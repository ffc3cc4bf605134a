//! Operator authorization guard
//!
//! Only the business network operator may change membership records. The
//! guard runs before any ledger side effect of a privileged flow.

use crate::error::{MembershipError, MembershipResult};
use shared_types::Party;

/// Fail with `NotAuthorized` unless `caller` is the configured operator.
///
/// Both name and owning key must match: a node advertising the operator's
/// name under a different key is not the operator.
pub fn authorize_operator(caller: &Party, operator: &Party) -> MembershipResult<()> {
    if caller == operator {
        return Ok(());
    }

    tracing::warn!(
        caller = %caller,
        caller_key = %caller.key_fingerprint(),
        operator = %operator,
        "[bn-membership] Rejected privileged flow from non-operator"
    );

    Err(MembershipError::NotAuthorized {
        caller: caller.to_string(),
        operator: operator.to_string(),
    })
}
//! Membership lifecycle state machine
//!
//! ```text
//!                 Activate                    Activate (no-op)
//!   [PENDING] ─────────────────→ [ACTIVE] ←──────────┐
//!       │                          │  └──────────────┘
//!       │ Suspend                  │ Suspend
//!       ↓                          ↓
//!   [SUSPENDED] ←──────────────────┘
//!     │    ↑
//!     └────┘ Suspend (no-op)
//! ```
//!
//! Any (status, event) pair not drawn above is an invalid transition. In
//! particular a suspended membership cannot be re-activated through this
//! flow.

use super::record::{MembershipRecord, MembershipStatus};
use super::transaction::Command;
use crate::error::{MembershipError, MembershipResult};
use serde::{Deserialize, Serialize};
use shared_types::ProgressStep;
use std::fmt;

/// Events that drive membership transitions
#[derive(Clone, Copy, Debug, PartialEq, Eq, Hash, Serialize, Deserialize)]
pub enum MembershipEvent {
    /// Operator admits the member.
    Activate,
    /// Operator excludes the member.
    Suspend,
}

impl MembershipEvent {
    /// Contract command tagging the transaction that applies this event.
    pub fn command(&self) -> Command {
        match self {
            Self::Activate => Command::Activate,
            Self::Suspend => Command::Suspend,
        }
    }

    /// Step reported while the change is being committed.
    pub fn in_progress_step(&self) -> ProgressStep {
        match self {
            Self::Activate => ProgressStep::Activating,
            Self::Suspend => ProgressStep::Suspending,
        }
    }

    /// Step reported once the change is committed.
    pub fn done_step(&self) -> ProgressStep {
        match self {
            Self::Activate => ProgressStep::Activated,
            Self::Suspend => ProgressStep::Suspended,
        }
    }

    /// Step reported when the record is already in the target status.
    pub fn no_op_step(&self) -> ProgressStep {
        match self {
            Self::Activate => ProgressStep::AlreadyActive,
            Self::Suspend => ProgressStep::AlreadySuspended,
        }
    }
}

impl fmt::Display for MembershipEvent {
    fn fmt(&self, f: &mut fmt::Formatter<'_>) -> fmt::Result {
        f.write_str(match self {
            Self::Activate => "activate",
            Self::Suspend => "suspend",
        })
    }
}

/// Outcome of applying an event to the current record.
#[derive(Clone, Copy, Debug, PartialEq, Eq)]
pub enum Decision {
    /// Commit a new version with this status.
    Transition(MembershipStatus),
    /// Record already has the target status; commit nothing.
    NoOp,
}

/// Decide what `event` does to `record`.
///
/// Pure and deterministic: the same record and event always yield the same
/// decision.
pub fn decide(record: &MembershipRecord, event: MembershipEvent) -> MembershipResult<Decision> {
    use MembershipEvent::*;
    use MembershipStatus::*;

    match (record.status, event) {
        (Pending, Activate) => Ok(Decision::Transition(Active)),
        (Active, Activate) => Ok(Decision::NoOp),

        (Pending, Suspend) | (Active, Suspend) => Ok(Decision::Transition(Suspended)),
        (Suspended, Suspend) => Ok(Decision::NoOp),

        (from, event) => Err(MembershipError::InvalidTransition { from, event }),
    }
}
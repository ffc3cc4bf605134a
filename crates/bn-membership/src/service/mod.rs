//! Membership Service - flow orchestration
//!
//! ```text
//! activate_for(P) ─→ [guard] ─→ [lookup P] ─→ [decide] ─┬─ NoOp ──────────────→ AlreadyActive
//!                                                       └─ Transition ─→ [build, sign, commit] ─→ Activated
//! self_issue(v)   ─→ [guard] ─→ [v current?] ─→ [decide] ─── ...
//! suspend_for(P)  ─→ [guard] ─→ [lookup P] ─→ [decide] ─── ...
//! ```
//!
//! The service owns no records. Each run reports its steps to the
//! `ProgressSink` under its own flow id, and the only path that produces a
//! new current version is `FinalityGateway::finalize`.

mod handle;

pub use handle::{FlowHandle, FlowJoinError};

use crate::domain::{
    authorize_operator, decide, Decision, MembershipEvent, MembershipStatus, SignedTransaction,
    StateAndRef, TransactionBuilder,
};
use crate::error::{ActivationError, CommitError, MembershipError, MembershipResult};
use crate::metrics;
use crate::ports::inbound::{CommittedRecord, FlowRequest, MembershipApi};
use crate::ports::outbound::{
    Clock, FinalityGateway, IdentityProvider, MembershipRecordStore, NetworkConfigProvider,
    ProgressSink, SystemClock, TransactionSigner,
};
use async_trait::async_trait;
use shared_types::{FlowId, Party, ProgressStep};
use std::sync::Arc;
use std::time::{Duration, Instant};
use tracing::{info, warn};
use uuid::Uuid;

/// Membership service configuration
#[derive(Clone, Debug)]
pub struct MembershipConfig {
    /// Upper bound on waiting for a finality acknowledgement. A commit that
    /// takes longer is reported as unresolved.
    pub commit_timeout: Duration,
}

impl Default for MembershipConfig {
    fn default() -> Self {
        Self {
            commit_timeout: Duration::from_secs(30),
        }
    }
}

/// Dependencies for MembershipService
pub struct MembershipDependencies {
    pub store: Arc<dyn MembershipRecordStore>,
    pub finality: Arc<dyn FinalityGateway>,
    pub signer: Arc<dyn TransactionSigner>,
    pub identity: Arc<dyn IdentityProvider>,
    pub network: Arc<dyn NetworkConfigProvider>,
    pub progress: Arc<dyn ProgressSink>,
    pub config: MembershipConfig,
}

/// Step tracking for one flow run.
struct FlowRun {
    flow_id: FlowId,
    step: ProgressStep,
}

impl FlowRun {
    fn new(flow_id: FlowId) -> Self {
        Self {
            flow_id,
            step: ProgressStep::VerifyingOperator,
        }
    }

    async fn advance(&mut self, sink: &dyn ProgressSink, step: ProgressStep) {
        self.step = step;
        sink.step(self.flow_id, step).await;
    }

    fn fail(&self, kind: MembershipError) -> ActivationError {
        ActivationError::new(self.step, kind)
    }
}

/// Membership Service implementation
pub struct MembershipService {
    store: Arc<dyn MembershipRecordStore>,
    finality: Arc<dyn FinalityGateway>,
    signer: Arc<dyn TransactionSigner>,
    identity: Arc<dyn IdentityProvider>,
    network: Arc<dyn NetworkConfigProvider>,
    progress: Arc<dyn ProgressSink>,
    config: MembershipConfig,
    clock: Box<dyn Clock>,
}

impl MembershipService {
    /// Create a new MembershipService
    pub fn new(deps: MembershipDependencies) -> Self {
        Self {
            store: deps.store,
            finality: deps.finality,
            signer: deps.signer,
            identity: deps.identity,
            network: deps.network,
            progress: deps.progress,
            config: deps.config,
            clock: Box::new(SystemClock),
        }
    }

    /// Replace the clock used to timestamp new versions.
    pub fn with_clock(mut self, clock: Box<dyn Clock>) -> Self {
        self.clock = clock;
        self
    }

    pub fn config(&self) -> &MembershipConfig {
        &self.config
    }

    /// Run `request` as a background task.
    ///
    /// The returned handle can be awaited or aborted. Aborting while the
    /// commit is in flight leaves the outcome to the finality gateway.
    pub fn spawn(self: &Arc<Self>, flow_id: FlowId, request: FlowRequest) -> FlowHandle {
        let service = Arc::clone(self);
        let join = tokio::spawn(async move { service.execute(flow_id, request).await });
        FlowHandle::new(flow_id, join)
    }

    /// Fail unless this node is the business network operator.
    async fn verify_operator(&self, run: &mut FlowRun) -> Result<(), ActivationError> {
        run.advance(self.progress.as_ref(), ProgressStep::VerifyingOperator).await;
        let operator = self.network.operator().map_err(|e| run.fail(e))?;
        authorize_operator(&self.identity.our_identity(), &operator).map_err(|e| run.fail(e))
    }

    async fn lookup(
        &self,
        run: &mut FlowRun,
        party: &Party,
    ) -> Result<StateAndRef, ActivationError> {
        run.advance(self.progress.as_ref(), ProgressStep::LookingForMembershipState).await;
        self.store
            .current_membership(party)
            .await
            .map_err(|e| run.fail(e))?
            .ok_or_else(|| {
                run.fail(MembershipError::NotFound {
                    party: party.to_string(),
                })
            })
    }

    /// Fail with `StaleVersion` unless `version` is still current.
    async fn confirm_current(
        &self,
        run: &mut FlowRun,
        version: &StateAndRef,
    ) -> Result<(), ActivationError> {
        let current = self.lookup(run, &version.state.party).await?;
        if current.reference != version.reference {
            return Err(run.fail(MembershipError::StaleVersion {
                given: version.reference,
                current: current.reference,
            }));
        }
        Ok(())
    }

    /// Apply `event` to `version`, committing a new version if required.
    async fn apply(
        &self,
        run: &mut FlowRun,
        version: StateAndRef,
        event: MembershipEvent,
    ) -> Result<CommittedRecord, ActivationError> {
        let status = match decide(&version.state, event).map_err(|e| run.fail(e))? {
            Decision::NoOp => {
                run.advance(self.progress.as_ref(), event.no_op_step()).await;
                metrics::record_noop(&event.to_string());
                info!(
                    party = %version.state.party,
                    status = %version.state.status,
                    "[bn-membership] Nothing to {}, membership unchanged",
                    event
                );
                return Ok(CommittedRecord {
                    record: version,
                    transaction: None,
                    flow_id: run.flow_id,
                });
            }
            Decision::Transition(status) => status,
        };

        run.advance(self.progress.as_ref(), event.in_progress_step()).await;
        let committed = self
            .commit(&version, status, event)
            .await
            .map_err(|e| run.fail(e.into()))?;
        let record = committed.out_ref(0).ok_or_else(|| {
            run.fail(MembershipError::Commit(CommitError::Rejected {
                reason: "committed transaction has no output".into(),
            }))
        })?;

        self.progress
            .committed(&record.state.party, committed.tx.command, committed.id())
            .await;
        run.advance(self.progress.as_ref(), event.done_step()).await;
        metrics::record_transition(&committed.tx.command.to_string());
        info!(
            party = %record.state.party,
            from = %version.state.status,
            to = %record.state.status,
            "[bn-membership] Membership committed as {}",
            record.reference
        );

        Ok(CommittedRecord {
            record,
            transaction: Some(committed),
            flow_id: run.flow_id,
        })
    }

    /// Build, sign and finalize the transaction superseding `version`.
    async fn commit(
        &self,
        version: &StateAndRef,
        status: MembershipStatus,
        event: MembershipEvent,
    ) -> Result<SignedTransaction, CommitError> {
        let result = self.try_commit(version, status, event).await;
        if let Err(err) = &result {
            metrics::record_commit_failure(err.reason_label());
            warn!(
                party = %version.state.party,
                input = %version.reference,
                "[bn-membership] Commit failed: {}",
                err
            );
        }
        result
    }

    async fn try_commit(
        &self,
        version: &StateAndRef,
        status: MembershipStatus,
        event: MembershipEvent,
    ) -> Result<SignedTransaction, CommitError> {
        let notary = self.network.notary().map_err(|e| CommitError::Rejected {
            reason: e.to_string(),
        })?;
        let signer = self.identity.our_identity().owning_key;
        let output = version
            .state
            .supersede(version.reference, status, self.clock.now());

        let mut builder = TransactionBuilder::new(notary);
        builder
            .add_input_state(version)
            .add_output_state(output)
            .add_command(event.command(), signer);
        let wire = builder.to_wire_transaction()?;
        let tx_id = wire.id();

        let signature = self.signer.sign(&wire).await?;
        let signed = SignedTransaction::new(wire, signature);

        let started = Instant::now();
        let outcome =
            tokio::time::timeout(self.config.commit_timeout, self.finality.finalize(signed)).await;
        metrics::observe_commit_duration(started.elapsed().as_secs_f64());

        outcome.unwrap_or(Err(CommitError::Unresolved { tx_id }))
    }

    async fn run(
        &self,
        run: &mut FlowRun,
        request: FlowRequest,
    ) -> Result<CommittedRecord, ActivationError> {
        self.verify_operator(run).await?;
        match request {
            FlowRequest::ActivateFor(party) => {
                let version = self.lookup(run, &party).await?;
                run.advance(
                    self.progress.as_ref(),
                    ProgressStep::ActivatingTheMembershipState,
                )
                .await;
                self.apply(run, version, MembershipEvent::Activate).await
            }
            FlowRequest::SelfIssue(version) => {
                self.confirm_current(run, &version).await?;
                self.apply(run, version, MembershipEvent::Activate).await
            }
            FlowRequest::SuspendFor(party) => {
                let version = self.lookup(run, &party).await?;
                self.apply(run, version, MembershipEvent::Suspend).await
            }
        }
    }
}

#[async_trait]
impl MembershipApi for MembershipService {
    async fn execute(
        &self,
        flow_id: FlowId,
        request: FlowRequest,
    ) -> Result<CommittedRecord, ActivationError> {
        let mut run = FlowRun::new(flow_id);
        let result = self.run(&mut run, request).await;

        if let Err(err) = &result {
            metrics::record_flow_failure(err.kind().kind_label());
            warn!(%flow_id, "[bn-membership] Flow failed at '{}': {}", err.step(), err.kind());
            self.progress.failed(flow_id, err).await;
        }
        result
    }

    async fn activate_for(&self, party: &Party) -> Result<CommittedRecord, ActivationError> {
        self.execute(Uuid::new_v4(), FlowRequest::ActivateFor(party.clone())).await
    }

    async fn self_issue(&self, version: StateAndRef) -> Result<CommittedRecord, ActivationError> {
        self.execute(Uuid::new_v4(), FlowRequest::SelfIssue(version)).await
    }

    async fn suspend_for(&self, party: &Party) -> Result<CommittedRecord, ActivationError> {
        self.execute(Uuid::new_v4(), FlowRequest::SuspendFor(party.clone())).await
    }

    async fn current_membership(&self, party: &Party) -> MembershipResult<Option<StateAndRef>> {
        self.store.current_membership(party).await
    }
}
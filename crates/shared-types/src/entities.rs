//! # Core Identity Entities
//!
//! ## Clusters
//!
//! - **Primitives**: `Hash`, `PublicKey`, `Signature`
//! - **Identity**: `Party`, `LinearId`

use serde::{Deserialize, Serialize};
use serde_with::{serde_as, Bytes};
use std::fmt;
use thiserror::Error;
use uuid::Uuid;

/// A 32-byte hash (SHA3-256).
pub type Hash = [u8; 32];

/// A 32-byte Ed25519 public key.
pub type PublicKey = [u8; 32];

/// A 64-byte Ed25519 signature.
#[serde_as]
#[derive(Clone, Copy, PartialEq, Eq, Serialize, Deserialize)]
pub struct Signature(#[serde_as(as = "Bytes")] pub [u8; 64]);

impl fmt::Debug for Signature {
    fn fmt(&self, f: &mut fmt::Formatter<'_>) -> fmt::Result {
        write!(f, "Signature({}..)", hex::encode(&self.0[..8]))
    }
}

/// Errors raised while parsing identity values.
#[derive(Debug, Clone, Error, PartialEq, Eq)]
pub enum IdentityError {
    /// Party name is empty or whitespace.
    #[error("Party name must not be empty")]
    EmptyName,

    /// Public key is not 32 bytes of hex.
    #[error("Invalid public key hex: {0}")]
    InvalidKey(String),
}

/// A well-known network participant.
///
/// The owning key is the key that must sign any command the party is
/// required to sign.
#[derive(Clone, PartialEq, Eq, Hash, Serialize, Deserialize)]
pub struct Party {
    /// X.500-style well-known name, e.g. `O=BNO,L=London,C=GB`.
    pub name: String,
    /// Ed25519 key that signs on behalf of this party.
    pub owning_key: PublicKey,
}

impl Party {
    /// Create a party, rejecting empty names.
    pub fn new(name: impl Into<String>, owning_key: PublicKey) -> Result<Self, IdentityError> {
        let name = name.into();
        if name.trim().is_empty() {
            return Err(IdentityError::EmptyName);
        }
        Ok(Self { name, owning_key })
    }

    /// Create a party from a hex-encoded owning key.
    pub fn from_hex_key(name: impl Into<String>, key_hex: &str) -> Result<Self, IdentityError> {
        let bytes = hex::decode(key_hex).map_err(|e| IdentityError::InvalidKey(e.to_string()))?;
        let owning_key: PublicKey = bytes
            .try_into()
            .map_err(|_| IdentityError::InvalidKey(format!("expected 32 bytes: {key_hex}")))?;
        Self::new(name, owning_key)
    }

    /// Short hex fingerprint of the owning key, for logs.
    pub fn key_fingerprint(&self) -> String {
        hex::encode(&self.owning_key[..6])
    }
}

impl fmt::Debug for Party {
    fn fmt(&self, f: &mut fmt::Formatter<'_>) -> fmt::Result {
        write!(f, "Party({} #{})", self.name, self.key_fingerprint())
    }
}

impl fmt::Display for Party {
    fn fmt(&self, f: &mut fmt::Formatter<'_>) -> fmt::Result {
        f.write_str(&self.name)
    }
}

/// Stable identifier shared by every version of one record lineage.
#[derive(Debug, Clone, Copy, PartialEq, Eq, Hash, PartialOrd, Ord, Serialize, Deserialize)]
pub struct LinearId(pub Uuid);

impl LinearId {
    /// Fresh random lineage id.
    pub fn new() -> Self {
        Self(Uuid::new_v4())
    }
}

impl Default for LinearId {
    fn default() -> Self {
        Self::new()
    }
}

impl fmt::Display for LinearId {
    fn fmt(&self, f: &mut fmt::Formatter<'_>) -> fmt::Result {
        self.0.fmt(f)
    }
}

Task prompt>
Determine how many lines of the records above hold the word "warn" and give the number with nothing added.

Expected answer>
4